It Seems Everyone’s Writing Cookbooks
Doctors do it. Chefs do it. Dietitians and professors do it. Self-professed weight-loss experts do it a lot. Even guys getting over heart attacks do it, and so do their wives.
In the last few years, cookbooks on low-fat or otherwise healthful eating have been generated by almost anybody with taste buds and a computer nutrition program. A few seem to be written by people with neither.
How many diet books can you have?
“Well, they’re exploding over my desk, over my floor, off my shelf,” says Patricia Adrian, who selects cookbooks for the Book-Of-The-Month Club. “I am almost sick to death of health-oriented cookbooks.”
About 90 percent of the cookbooks being published at least pay lip service to health, estimates Nachs Waxman, owner of Kitchen Arts and Letters, a New York City bookstore.
“Any book that doesn’t acknowledge a lower-fat, light-eating lifestyle is doing so at its own hazard,” Waxman says.
Lisa Ekus, owner of a public relations firm that caters exclusively to cookbooks and food, concurs.
“Overall, what I think I’m seeing in the industry is not so much diet books but an obsession with low-fat, low-cholesterol, healthy food,” she says.
It’s a recent phenomenon. Even five years ago, only a few cookbooks computed the calories, fat, cholesterol and sodium in recipes. Now nutritionals are almost de rigueur for any cookbook worth its salt (excuse the pun).
Lorna Sass, a New York food historian and cookbook author, thinks the recent spate of health-oriented books is temporary.
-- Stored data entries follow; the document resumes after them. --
//! Legacy `identity/profiles/{id}/positions` parser.

use std::cmp::Ordering;
use std::sync::LazyLock;

use serde_json::Value;

use crate::graph::{path, GraphResponse, ProjectionMap, Record};

pub static POSITION_FIELDS: LazyLock<ProjectionMap> = LazyLock::new(|| {
    ProjectionMap::from_pairs(&[
        ("id", "entityUrn"),
        ("title", "title"),
        ("companyName", "company.miniCompany.name"),
        ("companyUrn", "companyUrn"),
        ("companyEmployeeCount", "company.employeeCountRange"),
        ("companyIndustries", "company.miniCompany.industries"),
        ("description", "description"),
        ("location", "locationName"),
        ("geoLocation", "geoLocationName"),
        ("timePeriod", "timePeriod"),
        ("startDate", "timePeriod.startDate"),
        ("endDate", "timePeriod.endDate"),
    ])
});

/// Included fields merged into positions by company URN.
const EXTRA_FIELDS: &[&str] = &["universalName"];

/// `{entityUrn, <field>...}` for every included item that carries at least
/// one of `fields`.
pub fn fields_from_included(included: &[Value], fields: &[&str]) -> Vec<Record> {
    included
        .iter()
        .filter(|item| fields.iter().any(|f| item.get(*f).is_some()))
        .map(|item| {
            let mut record = Record::new();
            if let Some(urn) = item.get("entityUrn") {
                record.insert("entityUrn".to_string(), urn.clone());
            }
            for field in fields {
                if let Some(value) = item.get(*field) {
                    record.insert(field.to_string(), value.clone());
                }
            }
            record
        })
        .collect()
}

/// Copy each extra's fields (except `entityUrn`) onto the records whose
/// `match_key` equals the extra's `entityUrn`.
pub fn merge_extra_fields(records: &mut [Record], extras: &[Record], match_key: &str) {
    for record in records.iter_mut() {
        let Some(key) = record.get(match_key).filter(|v| !v.is_null()).cloned() else {
            continue;
        };
        let Some(extra) = extras.iter().find(|e| e.get("entityUrn") == Some(&key)) else {
            continue;
        };
        for (field, value) in extra {
            if field != "entityUrn" {
                record.insert(field.clone(), value.clone());
            }
        }
    }
}

fn end_date(record: &Record) -> Option<&Value> {
    record.get("endDate").filter(|v| !v.is_null())
}

fn date_part(date: &Value, part: &str) -> i64 {
    path::get(date, part).and_then(Value::as_i64).unwrap_or(0)
}

/// Current positions first, then most recent end date first.
pub fn compare_positions(a: &Record, b: &Record) -> Ordering {
    match (end_date(a), end_date(b)) {
        (None, None) => Ordering::Equal,
        (None, Some(_)) => Ordering::Less,
        (Some(_), None) => Ordering::Greater,
        (Some(a), Some(b)) => date_part(b, "year")
            .cmp(&date_part(a, "year"))
            .then_with(|| date_part(b, "month").cmp(&date_part(a, "month"))),
    }
}

/// Resolve, project, enrich and sort positions.
pub fn parse_positions(response: &GraphResponse) -> Vec<Record> {
    let mut records: Vec<Record> = response
        .extract("*elements", Some(&*POSITION_FIELDS))
        .into_iter()
        .filter_map(|value| match value {
            Value::Object(record) => Some(record),
            _ => None,
        })
        .collect();

    let extras = fields_from_included(&response.included, EXTRA_FIELDS);
    merge_extra_fields(&mut records, &extras, "companyUrn");

    records.sort_by(compare_positions);
    records
}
“For a long time the medical profession refused to link diet and disease,” Sass says. “Now that they do recognize it, the pendulum has swung completely to the other side. Sooner or later it will balance somewhere in the middle.”
People obviously are interested in how food influences their health, Sass says, whether they follow the nutrition advice or not.
And they are buying cookbooks.
“Cookbook sales are up whether people are cooking from them or not,” Ekus says. “In last decade we saw recipe books with few head notes and background, but now people want more than cooking instructions; they want to know some history, the setting, the cultural influence. They also want to know about health.”
Heart disease researcher Dr. Dean Ornish has a cookbook exploring low-fat cooking. So does French chef Jacques Pepin and Cajun cook Paul Prudhomme.
Oprah Winfrey’s personal cook Rosie Daley has sold millions of copies of her spa food cookbook, while Joseph C. Piscatella recently revised his 10-year-old “Don’t Eat Your Heart Out Cookbook” (Workman), which he wrote after he had bypass surgery.
There are many more, some with titles more clever than their contents are unique and some that just aren’t too good, Adrian says.
“One thing that bothers me is that they treat food as an enemy,” she says. “Food should be enjoyed.”
Nobody subscribes to that notion more than Joyce Goldstein, chef and author of several cookbooks.
“There is only one way to deep fry,” she says. “Oven baking doesn’t do it. And I hate fat substitutes and substitute ingredients.
“On the other hand, I’m not going to intentionally seek out the recipes heaviest in fat. We all write books with a contemporary eye.”
An outgrowth of America’s obsession with healthful food is the rise in vegetarian-style eating.
“Vegetarian cookbooks are the hottest item for 1995,” says Ekus.
Waxman says two vegetarian cookbooks that first came out in the 1970s illustrate the evolution of healthful cooking: “The Moosewood Cookbook” and “Laurel’s Kitchen.”
“Both of them emphasized full nutrition without meat,” Waxman says. “Then about four years ago, those books were revised, not toward putting more stuff in, but to taking out bad stuff such as salt, fats and oils.”
There are “some very exciting vegetarian cookbooks coming,” Adrian says, “not for strict vegetarians who have really given up fish and poultry, but for the part-timers.”
Those include “The Almost Vegetarian” (Crown) by Diana Shaw, and “The Occasional Vegetarian” (Warner) by Karen Lee.
Though health is hot, cookbook watchers see everything as temporary.
“I think we’ll see meat coming back with gusto,” Adrian says. “(Trendy food writer) Barbara Kafka is writing a book on roasting.”